━━━ Material shown

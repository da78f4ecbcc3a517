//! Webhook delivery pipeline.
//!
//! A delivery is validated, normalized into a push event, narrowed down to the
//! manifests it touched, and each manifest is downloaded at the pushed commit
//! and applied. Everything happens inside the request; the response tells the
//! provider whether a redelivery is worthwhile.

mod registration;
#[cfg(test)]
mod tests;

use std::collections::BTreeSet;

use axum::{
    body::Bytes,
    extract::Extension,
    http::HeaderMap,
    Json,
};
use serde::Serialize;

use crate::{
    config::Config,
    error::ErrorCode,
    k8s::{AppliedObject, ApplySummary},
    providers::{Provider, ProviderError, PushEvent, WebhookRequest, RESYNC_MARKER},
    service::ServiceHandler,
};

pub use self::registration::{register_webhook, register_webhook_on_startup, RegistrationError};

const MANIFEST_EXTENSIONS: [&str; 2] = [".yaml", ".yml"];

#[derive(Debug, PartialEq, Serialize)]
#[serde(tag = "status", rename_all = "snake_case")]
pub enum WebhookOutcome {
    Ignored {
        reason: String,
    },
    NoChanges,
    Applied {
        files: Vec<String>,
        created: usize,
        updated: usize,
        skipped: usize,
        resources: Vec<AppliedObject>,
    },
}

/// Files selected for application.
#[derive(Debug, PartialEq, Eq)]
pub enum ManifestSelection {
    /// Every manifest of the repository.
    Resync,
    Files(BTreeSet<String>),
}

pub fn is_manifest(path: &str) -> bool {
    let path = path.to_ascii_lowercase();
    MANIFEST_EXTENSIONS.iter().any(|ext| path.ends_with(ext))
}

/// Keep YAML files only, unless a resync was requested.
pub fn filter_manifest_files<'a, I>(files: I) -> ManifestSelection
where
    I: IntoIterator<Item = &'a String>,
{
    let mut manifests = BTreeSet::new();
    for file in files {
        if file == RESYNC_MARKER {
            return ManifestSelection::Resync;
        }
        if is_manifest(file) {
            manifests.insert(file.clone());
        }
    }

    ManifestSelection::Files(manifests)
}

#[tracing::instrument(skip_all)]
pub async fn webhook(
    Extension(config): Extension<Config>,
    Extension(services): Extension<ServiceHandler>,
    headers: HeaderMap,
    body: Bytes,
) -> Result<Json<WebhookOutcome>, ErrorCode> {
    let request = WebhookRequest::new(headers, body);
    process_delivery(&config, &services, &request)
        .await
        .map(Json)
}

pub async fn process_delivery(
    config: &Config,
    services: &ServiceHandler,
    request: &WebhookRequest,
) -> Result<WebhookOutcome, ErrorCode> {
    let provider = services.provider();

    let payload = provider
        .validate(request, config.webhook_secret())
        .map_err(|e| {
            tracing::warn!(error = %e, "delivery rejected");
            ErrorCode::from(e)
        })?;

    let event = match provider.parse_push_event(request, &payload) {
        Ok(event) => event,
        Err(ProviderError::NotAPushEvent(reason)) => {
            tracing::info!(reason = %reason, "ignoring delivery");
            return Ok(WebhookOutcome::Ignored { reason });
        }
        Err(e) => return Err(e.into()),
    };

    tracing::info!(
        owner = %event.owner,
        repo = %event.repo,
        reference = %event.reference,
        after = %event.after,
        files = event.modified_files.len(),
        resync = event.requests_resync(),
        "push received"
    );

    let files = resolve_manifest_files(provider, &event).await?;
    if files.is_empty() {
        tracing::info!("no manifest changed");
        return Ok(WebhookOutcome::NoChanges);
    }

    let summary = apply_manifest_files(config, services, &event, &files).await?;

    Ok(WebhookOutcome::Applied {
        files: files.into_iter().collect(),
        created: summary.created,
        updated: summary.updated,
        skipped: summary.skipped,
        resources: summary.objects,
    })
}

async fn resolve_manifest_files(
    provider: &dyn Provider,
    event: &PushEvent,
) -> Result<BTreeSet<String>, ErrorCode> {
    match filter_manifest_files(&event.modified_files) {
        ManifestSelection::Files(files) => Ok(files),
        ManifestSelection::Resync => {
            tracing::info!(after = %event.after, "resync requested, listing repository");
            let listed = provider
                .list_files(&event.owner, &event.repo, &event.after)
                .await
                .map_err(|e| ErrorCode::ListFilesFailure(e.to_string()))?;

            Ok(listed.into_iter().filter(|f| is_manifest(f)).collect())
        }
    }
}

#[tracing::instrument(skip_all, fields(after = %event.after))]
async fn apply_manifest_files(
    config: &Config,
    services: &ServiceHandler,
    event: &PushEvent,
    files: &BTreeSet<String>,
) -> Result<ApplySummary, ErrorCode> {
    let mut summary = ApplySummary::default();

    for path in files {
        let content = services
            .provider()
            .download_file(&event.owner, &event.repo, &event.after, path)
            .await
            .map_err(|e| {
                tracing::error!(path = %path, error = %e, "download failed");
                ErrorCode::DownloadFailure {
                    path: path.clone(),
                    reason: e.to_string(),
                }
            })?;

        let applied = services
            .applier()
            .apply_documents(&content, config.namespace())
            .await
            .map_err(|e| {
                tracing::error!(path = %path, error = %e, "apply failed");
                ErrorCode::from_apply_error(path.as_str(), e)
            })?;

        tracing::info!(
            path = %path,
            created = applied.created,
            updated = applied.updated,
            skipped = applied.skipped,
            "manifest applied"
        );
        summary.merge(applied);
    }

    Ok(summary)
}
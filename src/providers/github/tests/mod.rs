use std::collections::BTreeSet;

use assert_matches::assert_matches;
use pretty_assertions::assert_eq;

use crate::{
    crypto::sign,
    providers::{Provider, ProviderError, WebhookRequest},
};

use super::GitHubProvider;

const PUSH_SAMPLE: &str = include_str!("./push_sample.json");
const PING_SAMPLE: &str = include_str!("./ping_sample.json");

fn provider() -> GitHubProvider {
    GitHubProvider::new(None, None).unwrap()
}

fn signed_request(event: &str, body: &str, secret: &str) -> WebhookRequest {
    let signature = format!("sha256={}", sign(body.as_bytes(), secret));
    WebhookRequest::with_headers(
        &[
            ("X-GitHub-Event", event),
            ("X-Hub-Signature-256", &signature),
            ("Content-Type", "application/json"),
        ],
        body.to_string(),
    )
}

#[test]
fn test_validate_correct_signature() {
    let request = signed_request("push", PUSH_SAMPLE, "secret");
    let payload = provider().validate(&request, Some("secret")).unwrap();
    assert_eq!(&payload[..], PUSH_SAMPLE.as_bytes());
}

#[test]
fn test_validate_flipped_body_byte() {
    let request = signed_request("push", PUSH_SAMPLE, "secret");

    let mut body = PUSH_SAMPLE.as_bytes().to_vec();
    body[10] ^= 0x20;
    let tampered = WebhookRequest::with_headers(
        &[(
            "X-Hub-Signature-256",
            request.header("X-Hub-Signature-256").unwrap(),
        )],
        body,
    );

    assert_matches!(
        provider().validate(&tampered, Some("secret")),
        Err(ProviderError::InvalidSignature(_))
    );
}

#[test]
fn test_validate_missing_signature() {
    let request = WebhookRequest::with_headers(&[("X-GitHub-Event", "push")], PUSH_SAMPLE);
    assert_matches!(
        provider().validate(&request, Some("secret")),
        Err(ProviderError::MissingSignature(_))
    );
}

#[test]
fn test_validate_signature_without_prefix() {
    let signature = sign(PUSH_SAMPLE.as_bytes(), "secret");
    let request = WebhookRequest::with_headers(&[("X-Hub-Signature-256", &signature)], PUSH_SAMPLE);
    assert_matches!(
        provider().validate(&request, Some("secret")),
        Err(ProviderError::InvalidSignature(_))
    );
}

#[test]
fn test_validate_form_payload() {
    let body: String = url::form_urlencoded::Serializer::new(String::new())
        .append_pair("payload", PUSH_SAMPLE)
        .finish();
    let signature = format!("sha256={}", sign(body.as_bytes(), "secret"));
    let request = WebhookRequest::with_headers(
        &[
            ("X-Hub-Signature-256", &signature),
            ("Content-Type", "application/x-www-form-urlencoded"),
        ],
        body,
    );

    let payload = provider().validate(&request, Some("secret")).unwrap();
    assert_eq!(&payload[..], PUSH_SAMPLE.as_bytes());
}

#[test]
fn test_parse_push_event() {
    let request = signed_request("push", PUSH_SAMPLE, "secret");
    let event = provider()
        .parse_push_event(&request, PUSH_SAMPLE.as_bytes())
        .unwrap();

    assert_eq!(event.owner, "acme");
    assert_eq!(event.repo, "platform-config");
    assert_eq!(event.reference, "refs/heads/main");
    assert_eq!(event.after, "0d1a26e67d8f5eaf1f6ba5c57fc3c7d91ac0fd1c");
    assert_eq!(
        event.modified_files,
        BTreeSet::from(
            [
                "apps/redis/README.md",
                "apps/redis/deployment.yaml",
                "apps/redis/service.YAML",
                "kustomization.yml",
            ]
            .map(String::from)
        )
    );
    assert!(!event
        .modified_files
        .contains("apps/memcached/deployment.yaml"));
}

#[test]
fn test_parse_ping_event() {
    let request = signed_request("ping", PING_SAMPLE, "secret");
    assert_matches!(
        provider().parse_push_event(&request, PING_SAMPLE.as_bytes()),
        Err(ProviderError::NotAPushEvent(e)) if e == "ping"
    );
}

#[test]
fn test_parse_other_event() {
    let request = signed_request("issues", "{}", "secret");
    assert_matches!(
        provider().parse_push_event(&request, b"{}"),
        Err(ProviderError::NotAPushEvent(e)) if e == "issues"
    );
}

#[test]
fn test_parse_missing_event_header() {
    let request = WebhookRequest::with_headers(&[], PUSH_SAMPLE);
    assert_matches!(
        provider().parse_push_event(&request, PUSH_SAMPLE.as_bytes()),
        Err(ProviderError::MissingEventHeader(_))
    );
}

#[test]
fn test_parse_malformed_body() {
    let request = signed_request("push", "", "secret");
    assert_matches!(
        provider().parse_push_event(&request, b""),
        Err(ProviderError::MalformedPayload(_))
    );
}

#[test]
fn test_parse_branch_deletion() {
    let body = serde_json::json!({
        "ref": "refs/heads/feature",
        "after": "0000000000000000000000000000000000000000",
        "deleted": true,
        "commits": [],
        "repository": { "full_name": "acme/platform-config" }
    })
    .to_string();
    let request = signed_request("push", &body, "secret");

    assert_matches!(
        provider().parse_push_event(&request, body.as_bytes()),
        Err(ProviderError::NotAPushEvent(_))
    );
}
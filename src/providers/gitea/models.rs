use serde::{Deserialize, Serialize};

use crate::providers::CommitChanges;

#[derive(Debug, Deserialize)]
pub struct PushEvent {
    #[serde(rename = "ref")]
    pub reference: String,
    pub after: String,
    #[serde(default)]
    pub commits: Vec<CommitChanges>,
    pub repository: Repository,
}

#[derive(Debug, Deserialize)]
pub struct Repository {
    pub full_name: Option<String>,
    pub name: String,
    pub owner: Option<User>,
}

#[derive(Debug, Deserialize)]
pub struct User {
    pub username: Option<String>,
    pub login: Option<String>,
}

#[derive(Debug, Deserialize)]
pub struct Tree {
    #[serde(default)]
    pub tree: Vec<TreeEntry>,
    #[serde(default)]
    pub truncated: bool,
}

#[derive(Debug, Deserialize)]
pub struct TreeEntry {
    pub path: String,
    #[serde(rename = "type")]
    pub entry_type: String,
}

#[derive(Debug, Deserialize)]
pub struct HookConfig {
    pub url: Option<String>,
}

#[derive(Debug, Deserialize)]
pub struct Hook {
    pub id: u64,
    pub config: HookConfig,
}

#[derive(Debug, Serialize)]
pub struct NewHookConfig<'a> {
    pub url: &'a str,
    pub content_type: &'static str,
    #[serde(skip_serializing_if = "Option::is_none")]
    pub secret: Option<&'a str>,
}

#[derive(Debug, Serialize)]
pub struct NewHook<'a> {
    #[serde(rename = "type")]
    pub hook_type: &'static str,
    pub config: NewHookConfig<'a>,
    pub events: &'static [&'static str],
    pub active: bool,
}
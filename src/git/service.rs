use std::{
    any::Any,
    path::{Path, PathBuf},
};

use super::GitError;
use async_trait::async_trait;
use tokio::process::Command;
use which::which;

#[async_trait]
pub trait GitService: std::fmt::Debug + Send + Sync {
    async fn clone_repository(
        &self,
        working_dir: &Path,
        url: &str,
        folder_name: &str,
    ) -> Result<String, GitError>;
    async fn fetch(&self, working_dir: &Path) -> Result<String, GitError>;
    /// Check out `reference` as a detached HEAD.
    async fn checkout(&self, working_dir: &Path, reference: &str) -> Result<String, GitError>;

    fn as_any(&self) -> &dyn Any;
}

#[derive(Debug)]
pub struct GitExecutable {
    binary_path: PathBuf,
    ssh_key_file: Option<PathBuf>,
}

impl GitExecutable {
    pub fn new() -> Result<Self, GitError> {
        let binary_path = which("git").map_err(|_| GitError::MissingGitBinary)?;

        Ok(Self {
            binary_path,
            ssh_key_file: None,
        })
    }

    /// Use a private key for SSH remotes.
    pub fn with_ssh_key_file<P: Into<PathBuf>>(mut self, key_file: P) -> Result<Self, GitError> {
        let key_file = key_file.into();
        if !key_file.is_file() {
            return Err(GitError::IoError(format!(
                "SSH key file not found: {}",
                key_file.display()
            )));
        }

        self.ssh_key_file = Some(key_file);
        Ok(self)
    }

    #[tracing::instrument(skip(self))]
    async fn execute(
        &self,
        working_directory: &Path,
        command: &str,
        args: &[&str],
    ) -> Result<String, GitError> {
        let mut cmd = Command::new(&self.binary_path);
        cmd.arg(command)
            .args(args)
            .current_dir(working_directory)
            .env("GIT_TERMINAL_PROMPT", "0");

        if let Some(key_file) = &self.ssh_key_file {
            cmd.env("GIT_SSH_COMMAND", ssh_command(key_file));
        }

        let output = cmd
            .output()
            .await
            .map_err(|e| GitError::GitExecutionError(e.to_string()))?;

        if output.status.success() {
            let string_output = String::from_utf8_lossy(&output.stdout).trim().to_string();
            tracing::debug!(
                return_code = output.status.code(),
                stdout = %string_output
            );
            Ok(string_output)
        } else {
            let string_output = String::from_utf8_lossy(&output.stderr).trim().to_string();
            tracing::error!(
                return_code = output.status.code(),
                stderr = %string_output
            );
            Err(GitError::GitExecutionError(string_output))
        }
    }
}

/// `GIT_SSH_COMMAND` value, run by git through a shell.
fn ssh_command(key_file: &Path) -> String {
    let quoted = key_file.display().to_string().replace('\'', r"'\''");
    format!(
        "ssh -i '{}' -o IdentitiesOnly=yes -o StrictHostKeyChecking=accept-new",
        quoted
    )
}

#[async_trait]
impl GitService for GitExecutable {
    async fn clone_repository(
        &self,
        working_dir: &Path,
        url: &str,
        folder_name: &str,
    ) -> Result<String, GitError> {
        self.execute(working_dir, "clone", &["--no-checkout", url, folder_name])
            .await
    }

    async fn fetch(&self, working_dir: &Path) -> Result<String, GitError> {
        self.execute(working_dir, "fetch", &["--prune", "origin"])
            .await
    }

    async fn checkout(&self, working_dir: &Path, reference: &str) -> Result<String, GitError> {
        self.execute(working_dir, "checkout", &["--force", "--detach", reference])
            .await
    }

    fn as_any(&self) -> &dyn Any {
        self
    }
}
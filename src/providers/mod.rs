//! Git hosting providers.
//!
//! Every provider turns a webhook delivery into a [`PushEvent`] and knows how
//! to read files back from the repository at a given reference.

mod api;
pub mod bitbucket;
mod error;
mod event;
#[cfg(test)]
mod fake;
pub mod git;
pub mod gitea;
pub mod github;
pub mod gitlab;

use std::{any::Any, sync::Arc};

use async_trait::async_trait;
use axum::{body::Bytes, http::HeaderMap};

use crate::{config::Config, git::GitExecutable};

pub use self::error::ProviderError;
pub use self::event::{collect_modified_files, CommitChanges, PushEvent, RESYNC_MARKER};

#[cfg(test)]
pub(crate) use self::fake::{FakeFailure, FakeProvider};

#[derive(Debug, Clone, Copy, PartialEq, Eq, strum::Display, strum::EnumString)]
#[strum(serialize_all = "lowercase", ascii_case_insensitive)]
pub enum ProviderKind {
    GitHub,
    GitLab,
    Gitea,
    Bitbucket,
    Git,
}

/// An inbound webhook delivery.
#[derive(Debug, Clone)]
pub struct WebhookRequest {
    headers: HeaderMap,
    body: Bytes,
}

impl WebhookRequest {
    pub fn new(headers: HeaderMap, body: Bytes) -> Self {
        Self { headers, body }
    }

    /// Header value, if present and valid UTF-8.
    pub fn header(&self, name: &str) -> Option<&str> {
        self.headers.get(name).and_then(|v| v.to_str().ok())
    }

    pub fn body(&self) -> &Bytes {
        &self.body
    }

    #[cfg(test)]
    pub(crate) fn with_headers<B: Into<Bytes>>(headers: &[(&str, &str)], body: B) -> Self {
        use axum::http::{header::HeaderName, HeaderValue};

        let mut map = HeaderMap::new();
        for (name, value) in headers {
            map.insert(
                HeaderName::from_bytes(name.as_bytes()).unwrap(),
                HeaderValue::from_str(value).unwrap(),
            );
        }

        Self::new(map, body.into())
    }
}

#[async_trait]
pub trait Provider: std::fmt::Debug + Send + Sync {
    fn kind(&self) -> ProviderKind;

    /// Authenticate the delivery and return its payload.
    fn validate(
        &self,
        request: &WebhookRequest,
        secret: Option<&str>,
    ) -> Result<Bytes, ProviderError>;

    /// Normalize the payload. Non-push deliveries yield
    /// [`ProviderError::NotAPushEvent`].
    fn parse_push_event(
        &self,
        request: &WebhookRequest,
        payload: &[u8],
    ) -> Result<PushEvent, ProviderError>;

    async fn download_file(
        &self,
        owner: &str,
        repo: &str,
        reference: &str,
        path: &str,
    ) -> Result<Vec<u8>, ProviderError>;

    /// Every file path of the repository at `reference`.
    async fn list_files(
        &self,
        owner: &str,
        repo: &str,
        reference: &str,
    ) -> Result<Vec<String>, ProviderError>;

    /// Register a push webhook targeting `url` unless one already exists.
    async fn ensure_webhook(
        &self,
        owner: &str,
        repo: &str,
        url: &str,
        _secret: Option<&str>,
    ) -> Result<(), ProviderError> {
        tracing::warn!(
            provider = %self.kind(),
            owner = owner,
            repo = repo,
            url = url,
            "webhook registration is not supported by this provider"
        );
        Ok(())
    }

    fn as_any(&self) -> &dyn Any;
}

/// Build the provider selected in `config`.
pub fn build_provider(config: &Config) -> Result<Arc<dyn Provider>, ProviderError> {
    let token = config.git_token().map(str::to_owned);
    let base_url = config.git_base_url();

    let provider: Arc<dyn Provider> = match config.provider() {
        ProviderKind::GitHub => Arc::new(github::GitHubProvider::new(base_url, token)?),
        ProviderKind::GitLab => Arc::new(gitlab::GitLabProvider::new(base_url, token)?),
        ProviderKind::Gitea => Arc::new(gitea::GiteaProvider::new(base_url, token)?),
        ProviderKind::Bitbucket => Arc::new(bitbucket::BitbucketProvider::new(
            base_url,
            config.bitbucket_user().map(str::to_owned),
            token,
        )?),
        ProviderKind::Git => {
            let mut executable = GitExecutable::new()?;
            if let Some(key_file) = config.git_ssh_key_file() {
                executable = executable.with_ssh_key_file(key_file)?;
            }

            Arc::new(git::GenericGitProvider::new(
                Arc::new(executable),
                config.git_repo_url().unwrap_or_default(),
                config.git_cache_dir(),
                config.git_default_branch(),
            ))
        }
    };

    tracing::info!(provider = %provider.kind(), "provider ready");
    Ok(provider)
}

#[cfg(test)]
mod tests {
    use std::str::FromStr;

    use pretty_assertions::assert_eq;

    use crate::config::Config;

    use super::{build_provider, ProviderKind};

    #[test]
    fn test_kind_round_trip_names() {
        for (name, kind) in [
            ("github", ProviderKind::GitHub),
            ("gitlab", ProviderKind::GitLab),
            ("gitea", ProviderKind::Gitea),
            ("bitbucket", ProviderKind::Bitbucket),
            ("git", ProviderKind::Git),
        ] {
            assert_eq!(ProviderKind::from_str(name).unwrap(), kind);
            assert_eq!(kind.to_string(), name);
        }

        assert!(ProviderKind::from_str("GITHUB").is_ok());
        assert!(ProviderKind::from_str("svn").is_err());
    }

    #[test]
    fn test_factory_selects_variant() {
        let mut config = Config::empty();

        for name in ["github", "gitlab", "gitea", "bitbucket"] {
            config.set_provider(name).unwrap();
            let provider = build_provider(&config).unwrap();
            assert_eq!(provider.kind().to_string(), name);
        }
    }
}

━━━━━━

# [Activity]
Report each line of the records that holds the word "owner".

# [Result of this exercise]
        owner = %event.owner,
                .list_files(&event.owner, &event.repo, &event.after)
            .download_file(&event.owner, &event.repo, &event.after, path)
    assert_eq!(event.owner, "acme");
    pub owner: Option<User>,
        owner: &str,
        owner: &str,
        owner: &str,
            owner = owner,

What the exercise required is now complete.